Desde los setenta, todos los gobiernos han tratado de elevar la tasa de crecimiento. Unos lo intentaron con deuda, otros con inversión pública y otros más buscando atraer la inversión del exterior; con aciertos y errores, se lograron resultados contrastantes pero no se resolvió el asunto central, detrás del cual yacen las otras dos prioridades de AMLO, la pobreza y la inequidad. El proyecto más acabado y más longevo de todos los que se han intentado es el que personifica el TLC porque ha tenido un éxito desmedido en algunas partes del país, aunque casi ningún impacto en otras.
El diagnóstico que realice el gobierno en ciernesva a ser crucial en determinar lo que hay que hacer. De ese diagnóstico dependerá su devenir y la probabilidad de éxito que tenga. Como dice el dicho, no es lo mismo borracho que cantinero, por lo que ahora ya no es un asunto retórico sino de responsabilidad y de oportunidad.
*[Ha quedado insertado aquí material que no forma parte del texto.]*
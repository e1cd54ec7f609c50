//! Logging infrastructure for Jumbled Frames Reconstruction.
//!
//! The core emits structured events through the `tracing` ecosystem so that
//! front-ends can subscribe however they like. Library code never installs a
//! subscriber on its own; binaries call [`init_tracing`] once at startup.

use serde::{Deserialize, Serialize};
use tracing_subscriber::{fmt, prelude::*, EnvFilter};

/// Log verbosity level, serializable for the config file.
#[derive(Debug, Clone, Copy, PartialEq, Eq, Default, Serialize, Deserialize)]
#[serde(rename_all = "lowercase")]
pub enum LogLevel {
    Error,
    Warn,
    #[default]
    Info,
    Debug,
    Trace,
}

impl LogLevel {
    /// Directive string understood by `EnvFilter`.
    fn as_filter_str(self) -> &'static str {
        match self {
            LogLevel::Error => "error",
            LogLevel::Warn => "warn",
            LogLevel::Info => "info",
            LogLevel::Debug => "debug",
            LogLevel::Trace => "trace",
        }
    }
}

impl std::fmt::Display for LogLevel {
    fn fmt(&self, f: &mut std::fmt::Formatter<'_>) -> std::fmt::Result {
        write!(f, "{}", self.as_filter_str())
    }
}

/// Initialize the global tracing subscriber for application-wide logging.
///
/// Respects the `RUST_LOG` environment variable and falls back to the
/// provided default level. Outputs to stderr with timestamps. Should be
/// called once at application startup.
pub fn init_tracing(default_level: LogLevel) {
    let filter = EnvFilter::try_from_default_env()
        .unwrap_or_else(|_| EnvFilter::new(default_level.as_filter_str()));

    tracing_subscriber::registry()
        .with(fmt::layer().with_target(true).with_thread_ids(false))
        .with(filter)
        .init();
}

#[cfg(test)]
mod tests {
    use super::*;

    #[test]
    fn log_level_filter_strings() {
        assert_eq!(LogLevel::Info.as_filter_str(), "info");
        assert_eq!(LogLevel::Trace.as_filter_str(), "trace");
    }

    #[test]
    fn log_level_serde_is_lowercase() {
        let json = serde_json::to_string(&LogLevel::Warn).unwrap();
        assert_eq!(json, "\"warn\"");
    }
}
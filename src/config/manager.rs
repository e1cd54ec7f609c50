//! Config manager for loading, saving, and atomic updates.
//!
//! Key features:
//! - Atomic writes (write to temp file, then rename)
//! - Section-level updates (only the modified section is changed)
//! - Defaults applied for missing keys on load

use std::fs;
use std::io::{self, Write};
use std::path::{Path, PathBuf};

use thiserror::Error;
use toml_edit::{DocumentMut, Item};

use super::settings::{ConfigSection, Settings};

/// Errors that can occur during config operations.
#[derive(Error, Debug)]
pub enum ConfigError {
    #[error("Failed to read config file: {0}")]
    ReadError(#[from] io::Error),

    #[error("Failed to parse config: {0}")]
    ParseError(#[from] toml::de::Error),

    #[error("Failed to serialize config: {0}")]
    SerializeError(#[from] toml::ser::Error),

    #[error("Failed to parse config for editing: {0}")]
    EditParseError(#[from] toml_edit::TomlError),

    #[error("Config file not found: {0}")]
    NotFound(PathBuf),
}

/// Result type for config operations.
pub type ConfigResult<T> = Result<T, ConfigError>;

/// Manages the reconstruction configuration file.
///
/// Handles loading, saving, and atomic section-level updates.
pub struct ConfigManager {
    /// Path to the config file.
    config_path: PathBuf,
    /// Current settings loaded in memory.
    settings: Settings,
}

impl ConfigManager {
    /// Create a new config manager with the given config file path.
    ///
    /// Does not load the config - call `load()` or `load_or_create()` after.
    pub fn new(config_path: impl Into<PathBuf>) -> Self {
        Self {
            config_path: config_path.into(),
            settings: Settings::default(),
        }
    }

    /// Get the config file path.
    pub fn path(&self) -> &Path {
        &self.config_path
    }

    /// Get a reference to the current settings.
    pub fn settings(&self) -> &Settings {
        &self.settings
    }

    /// Get a mutable reference to the current settings.
    ///
    /// Note: Changes made here are only in memory until `save()` or
    /// `update_section()` is called.
    pub fn settings_mut(&mut self) -> &mut Settings {
        &mut self.settings
    }

    /// Load config from file.
    ///
    /// Returns an error if the file doesn't exist.
    pub fn load(&mut self) -> ConfigResult<()> {
        if !self.config_path.exists() {
            return Err(ConfigError::NotFound(self.config_path.clone()));
        }

        let content = fs::read_to_string(&self.config_path)?;
        self.settings = toml::from_str(&content)?;
        Ok(())
    }

    /// Load config from file, creating it with defaults if it doesn't exist.
    pub fn load_or_create(&mut self) -> ConfigResult<()> {
        if self.config_path.exists() {
            self.load()
        } else {
            if let Some(parent) = self.config_path.parent() {
                fs::create_dir_all(parent)?;
            }
            self.settings = Settings::default();
            self.save()
        }
    }

    /// Save the entire config atomically.
    ///
    /// Writes to a temp file first, then renames to ensure an atomic write.
    pub fn save(&self) -> ConfigResult<()> {
        let content = self.generate_config_with_comments()?;
        self.atomic_write(&content)?;
        Ok(())
    }

    /// Update a specific section atomically.
    ///
    /// Re-reads the file from disk, replaces only the named section, and
    /// writes back atomically so concurrent edits to other sections
    /// survive.
    pub fn update_section(&mut self, section: ConfigSection) -> ConfigResult<()> {
        let current_content = if self.config_path.exists() {
            fs::read_to_string(&self.config_path)?
        } else {
            String::new()
        };

        let mut doc: DocumentMut = if current_content.is_empty() {
            DocumentMut::new()
        } else {
            current_content.parse()?
        };

        let section_toml = match section {
            ConfigSection::Logging => toml::to_string_pretty(&self.settings.logging)?,
            ConfigSection::Analysis => toml::to_string_pretty(&self.settings.analysis)?,
            ConfigSection::Ordering => toml::to_string_pretty(&self.settings.ordering)?,
        };

        let section_doc: DocumentMut = section_toml.parse()?;
        let section_table = section_doc.as_table().clone();
        doc[section.table_name()] = Item::Table(section_table);

        self.atomic_write(&doc.to_string())?;
        Ok(())
    }

    /// Generate config content with section comments.
    fn generate_config_with_comments(&self) -> ConfigResult<String> {
        let mut output = String::new();

        output.push_str("# Jumbled Frames Reconstruction configuration\n");
        output.push_str("# This file is auto-generated; missing keys fall back to defaults.\n\n");

        output.push_str("# Logging verbosity (RUST_LOG overrides)\n");
        output.push_str("[logging]\n");
        for line in toml::to_string_pretty(&self.settings.logging)?.lines() {
            output.push_str(line);
            output.push('\n');
        }
        output.push('\n');

        output.push_str("# Pairwise similarity metric and weights\n");
        output.push_str("[analysis]\n");
        for line in toml::to_string_pretty(&self.settings.analysis)?.lines() {
            output.push_str(line);
            output.push('\n');
        }
        output.push('\n');

        output.push_str("# Greedy walk settings\n");
        output.push_str("[ordering]\n");
        for line in toml::to_string_pretty(&self.settings.ordering)?.lines() {
            output.push_str(line);
            output.push('\n');
        }

        Ok(output)
    }

    /// Write content to the config file atomically.
    fn atomic_write(&self, content: &str) -> io::Result<()> {
        if let Some(parent) = self.config_path.parent() {
            fs::create_dir_all(parent)?;
        }

        let temp_path = self.config_path.with_extension("toml.tmp");
        {
            let mut file = fs::File::create(&temp_path)?;
            file.write_all(content.as_bytes())?;
            file.sync_all()?;
        }
        fs::rename(&temp_path, &self.config_path)?;
        Ok(())
    }
}
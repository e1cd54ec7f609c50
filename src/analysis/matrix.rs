//! Similarity matrix construction.
//!
//! Scores the `n(n-1)/2` upper-triangle frame pairs and mirrors them into
//! a full symmetric matrix. Pair scoring is independent work with no
//! shared mutable state, so large batches are dispatched across the rayon
//! thread pool; each pair produces one `(i, j, score)` cell and every cell
//! is written exactly once.

use rayon::prelude::*;

use crate::analysis::metrics::SimilarityMetric;
use crate::analysis::types::{AnalysisError, AnalysisResult, FrameSlot, SimilarityMatrix};

/// Tuning for the matrix builder.
#[derive(Debug, Clone)]
pub struct MatrixConfig {
    /// Pair count below which parallel dispatch is not worth its overhead.
    pub parallel_threshold: usize,
}

impl Default for MatrixConfig {
    fn default() -> Self {
        Self {
            parallel_threshold: 100,
        }
    }
}

/// Counters from one matrix build.
#[derive(Debug, Clone, Copy, PartialEq, Eq)]
pub struct MatrixStats {
    /// Upper-triangle pairs in total.
    pub total_pairs: usize,
    /// Pairs actually scored by the metric.
    pub scored_pairs: usize,
    /// Pairs that received the sentinel because a frame was unreadable.
    pub sentinel_pairs: usize,
}

/// A finished matrix plus its build counters.
#[derive(Debug, Clone)]
pub struct MatrixBuild {
    pub matrix: SimilarityMatrix,
    pub stats: MatrixStats,
}

/// Build the full symmetric similarity matrix for a set of frames.
///
/// The diagonal holds `metric.maximum()`. Pairs touching an unreadable
/// slot receive `metric.sentinel()` without invoking the metric, so a
/// decode failure degrades the ordering near that frame instead of
/// aborting the run.
pub fn build_similarity_matrix(
    frames: &[FrameSlot],
    metric: &dyn SimilarityMetric,
    config: &MatrixConfig,
) -> AnalysisResult<MatrixBuild> {
    let n = frames.len();
    if n == 0 {
        return Err(AnalysisError::NoFrames);
    }

    let mut matrix = SimilarityMatrix::filled(n, 0.0);
    for i in 0..n {
        matrix.set(i, i, metric.maximum());
    }

    let pairs: Vec<(usize, usize)> = (0..n)
        .flat_map(|i| ((i + 1)..n).map(move |j| (i, j)))
        .collect();
    let total_pairs = pairs.len();

    let score_pair = |&(i, j): &(usize, usize)| -> (usize, usize, f64, bool) {
        match (frames[i].frame(), frames[j].frame()) {
            (Some(a), Some(b)) => (i, j, metric.score(a, b), true),
            _ => (i, j, metric.sentinel(), false),
        }
    };

    let cells: Vec<(usize, usize, f64, bool)> = if total_pairs > config.parallel_threshold {
        tracing::debug!(
            pairs = total_pairs,
            metric = metric.name(),
            "scoring pairs on the rayon pool"
        );
        pairs.par_iter().map(score_pair).collect()
    } else {
        tracing::debug!(
            pairs = total_pairs,
            metric = metric.name(),
            "scoring pairs sequentially"
        );
        pairs.iter().map(score_pair).collect()
    };

    let mut scored_pairs = 0;
    for (i, j, score, scored) in cells {
        matrix.set(i, j, score);
        matrix.set(j, i, score);
        if scored {
            scored_pairs += 1;
        }
    }

    let stats = MatrixStats {
        total_pairs,
        scored_pairs,
        sentinel_pairs: total_pairs - scored_pairs,
    };

    tracing::debug!(
        n,
        scored = stats.scored_pairs,
        sentinel = stats.sentinel_pairs,
        "similarity matrix complete"
    );

    Ok(MatrixBuild { matrix, stats })
}
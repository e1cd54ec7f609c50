//! Core enums used throughout the crate.

use serde::{Deserialize, Serialize};

/// Similarity metric used for pairwise frame comparison.
///
/// The metric is fixed for the duration of one reconstruction run.
#[derive(Debug, Clone, Copy, PartialEq, Eq, Hash, Default, Serialize, Deserialize)]
#[serde(rename_all = "lowercase")]
pub enum MetricKind {
    /// HSV colour histogram correlation.
    Histogram,
    /// Negative mean squared error over raw pixels.
    Mse,
    /// Correlation of Canny edge maps.
    Structural,
    /// Dense optical flow magnitude/coherence score.
    OpticalFlow,
    /// Weighted blend of histogram and structural scores.
    #[default]
    Combined,
}

impl std::fmt::Display for MetricKind {
    fn fmt(&self, f: &mut std::fmt::Formatter<'_>) -> std::fmt::Result {
        match self {
            MetricKind::Histogram => write!(f, "histogram"),
            MetricKind::Mse => write!(f, "mse"),
            MetricKind::Structural => write!(f, "structural"),
            MetricKind::OpticalFlow => write!(f, "opticalflow"),
            MetricKind::Combined => write!(f, "combined"),
        }
    }
}

#[cfg(test)]
mod tests {
    use super::*;

    #[test]
    fn metric_kind_defaults_to_combined() {
        assert_eq!(MetricKind::default(), MetricKind::Combined);
    }

    #[test]
    fn metric_kind_serde_roundtrip() {
        let json = serde_json::to_string(&MetricKind::OpticalFlow).unwrap();
        assert_eq!(json, "\"opticalflow\"");
        let back: MetricKind = serde_json::from_str(&json).unwrap();
        assert_eq!(back, MetricKind::OpticalFlow);
    }
}
//! Similarity metrics for frame adjacency analysis.
//!
//! This module defines the `SimilarityMetric` trait and implementations
//! for the different scoring algorithms. Each metric can be used
//! independently or blended by the combined metric.

mod combined;
mod histogram;
mod mse;
mod optical_flow;
mod structural;

pub use combined::Combined;
pub use histogram::Histogram;
pub use mse::Mse;
pub use optical_flow::OpticalFlowMetric;
pub use structural::Structural;

use std::borrow::Cow;

use serde::{Deserialize, Serialize};

use crate::analysis::types::Frame;
use crate::models::MetricKind;

/// Trait for pairwise frame similarity metrics.
///
/// Implementations return a single score where larger means "more likely
/// temporally adjacent". Score ranges differ per metric; the diagonal and
/// sentinel contracts are exposed through [`maximum`](Self::maximum) and
/// [`sentinel`](Self::sentinel).
pub trait SimilarityMetric: Send + Sync {
    /// Name of this metric.
    fn name(&self) -> &str;

    /// Short description of the metric.
    fn description(&self) -> &str;

    /// Score two frames. Higher = more similar.
    ///
    /// Frames of differing resolution are handled by resampling `b` to
    /// `a`'s dimensions before scoring; that is a policy of every metric,
    /// not an error.
    fn score(&self, a: &Frame, b: &Frame) -> f64;

    /// The score of a frame against itself, used for the matrix diagonal.
    fn maximum(&self) -> f64;

    /// Reserved minimum substituted when a frame is unreadable.
    ///
    /// Documented as part of the matrix value-range contract: rows and
    /// columns of unreadable frames hold exactly this value.
    fn sentinel(&self) -> f64;
}

/// Weights for the blended metrics.
///
/// The histogram/structural pair and the flow magnitude/coherence pair are
/// deliberately independent knobs rather than one shared weighting.
#[derive(Debug, Clone, Copy, Serialize, Deserialize)]
pub struct MetricWeights {
    /// Weight of the histogram score in the combined metric.
    pub histogram: f64,
    /// Weight of the structural score in the combined metric.
    pub structural: f64,
    /// Weight of the magnitude term in the optical flow metric.
    pub flow_magnitude: f64,
    /// Weight of the direction-coherence term in the optical flow metric.
    pub flow_coherence: f64,
}

impl Default for MetricWeights {
    fn default() -> Self {
        Self {
            histogram: 0.7,
            structural: 0.3,
            flow_magnitude: 0.7,
            flow_coherence: 0.3,
        }
    }
}

/// Create a metric instance for the given kind.
pub fn create_metric(kind: MetricKind, weights: &MetricWeights) -> Box<dyn SimilarityMetric> {
    match kind {
        MetricKind::Histogram => Box::new(Histogram::new()),
        MetricKind::Mse => Box::new(Mse::new()),
        MetricKind::Structural => Box::new(Structural::new()),
        MetricKind::OpticalFlow => {
            Box::new(OpticalFlowMetric::new(weights.flow_magnitude, weights.flow_coherence))
        }
        MetricKind::Combined => {
            Box::new(Combined::new(weights.histogram, weights.structural))
        }
    }
}

/// Factory for creating metrics by name.
pub fn create_metric_by_name(
    name: &str,
    weights: &MetricWeights,
) -> Option<Box<dyn SimilarityMetric>> {
    let kind = match name.to_lowercase().as_str() {
        "histogram" | "hist" => MetricKind::Histogram,
        "mse" | "negative-mse" => MetricKind::Mse,
        "structural" | "edges" => MetricKind::Structural,
        "opticalflow" | "optical-flow" | "flow" => MetricKind::OpticalFlow,
        "combined" => MetricKind::Combined,
        _ => return None,
    };
    Some(create_metric(kind, weights))
}

/// Get a list of available metric names.
pub fn available_metrics() -> Vec<&'static str> {
    vec!["histogram", "mse", "structural", "opticalflow", "combined"]
}

/// Resample `b` to `a`'s dimensions when they differ.
pub(crate) fn matched_to<'b>(a: &Frame, b: &'b Frame) -> Cow<'b, Frame> {
    if a.same_size(b) {
        Cow::Borrowed(b)
    } else {
        Cow::Owned(b.resampled_to(a.width(), a.height()))
    }
}

/// Pearson correlation coefficient of two equal-length vectors.
///
/// Returns 0.0 for the degenerate case where either vector has zero
/// variance (the correlation is undefined there).
pub(crate) fn pearson(a: &[f64], b: &[f64]) -> f64 {
    debug_assert_eq!(a.len(), b.len());
    let n = a.len();
    if n == 0 {
        return 0.0;
    }
    let mean_a = a.iter().sum::<f64>() / n as f64;
    let mean_b = b.iter().sum::<f64>() / n as f64;

    let mut cov = 0.0;
    let mut var_a = 0.0;
    let mut var_b = 0.0;
    for (&x, &y) in a.iter().zip(b.iter()) {
        let da = x - mean_a;
        let db = y - mean_b;
        cov += da * db;
        var_a += da * da;
        var_b += db * db;
    }

    let denom = (var_a * var_b).sqrt();
    if denom < 1e-12 {
        0.0
    } else {
        cov / denom
    }
}

#[cfg(test)]
mod tests {
    use super::*;

    #[test]
    fn factory_creates_all_kinds() {
        let weights = MetricWeights::default();
        for name in available_metrics() {
            let metric = create_metric_by_name(name, &weights);
            assert!(metric.is_some(), "no metric for {name}");
        }
    }

    #[test]
    fn factory_creates_aliases() {
        let weights = MetricWeights::default();
        assert!(create_metric_by_name("hist", &weights).is_some());
        assert!(create_metric_by_name("flow", &weights).is_some());
        assert!(create_metric_by_name("edges", &weights).is_some());
    }

    #[test]
    fn factory_returns_none_for_unknown() {
        assert!(create_metric_by_name("unknown", &MetricWeights::default()).is_none());
    }

    #[test]
    fn pearson_of_identical_vectors_is_one() {
        let v = vec![1.0, 2.0, 3.0, 4.0];
        assert!((pearson(&v, &v) - 1.0).abs() < 1e-12);
    }

    #[test]
    fn pearson_of_opposed_vectors_is_minus_one() {
        let a = vec![1.0, 2.0, 3.0];
        let b = vec![3.0, 2.0, 1.0];
        assert!((pearson(&a, &b) + 1.0).abs() < 1e-12);
    }

    #[test]
    fn pearson_of_constant_vector_is_zero() {
        let a = vec![1.0, 1.0, 1.0];
        let b = vec![1.0, 2.0, 3.0];
        assert_eq!(pearson(&a, &b), 0.0);
    }
}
Los gobiernos de los setenta intentaron resolver el problema con gasto y deuda y acabaron creando la crisis financiera que hizo quebrar al gobierno en 1982 y determinó el empobrecimiento generalizado que siguió. Las tan denostadas reformas que siguieron tuvieron dos características: una, permitieron dinamizar la actividad económica en algunas industrias y regiones; la otra fue que no se implementaron de manera cabal porque siempre hubo algún interés político, burocrático, empresarial o sindical que lo impidió. Las reformas se hicieron para reactivar la economía pero siempre y cuando no afectara el statu quo político. Ahí es donde el nuevo gobierno puede hacer una diferencia decisiva: romper el statu quo para darle una oportunidad igual a todos los mexicanos para ser exitosos.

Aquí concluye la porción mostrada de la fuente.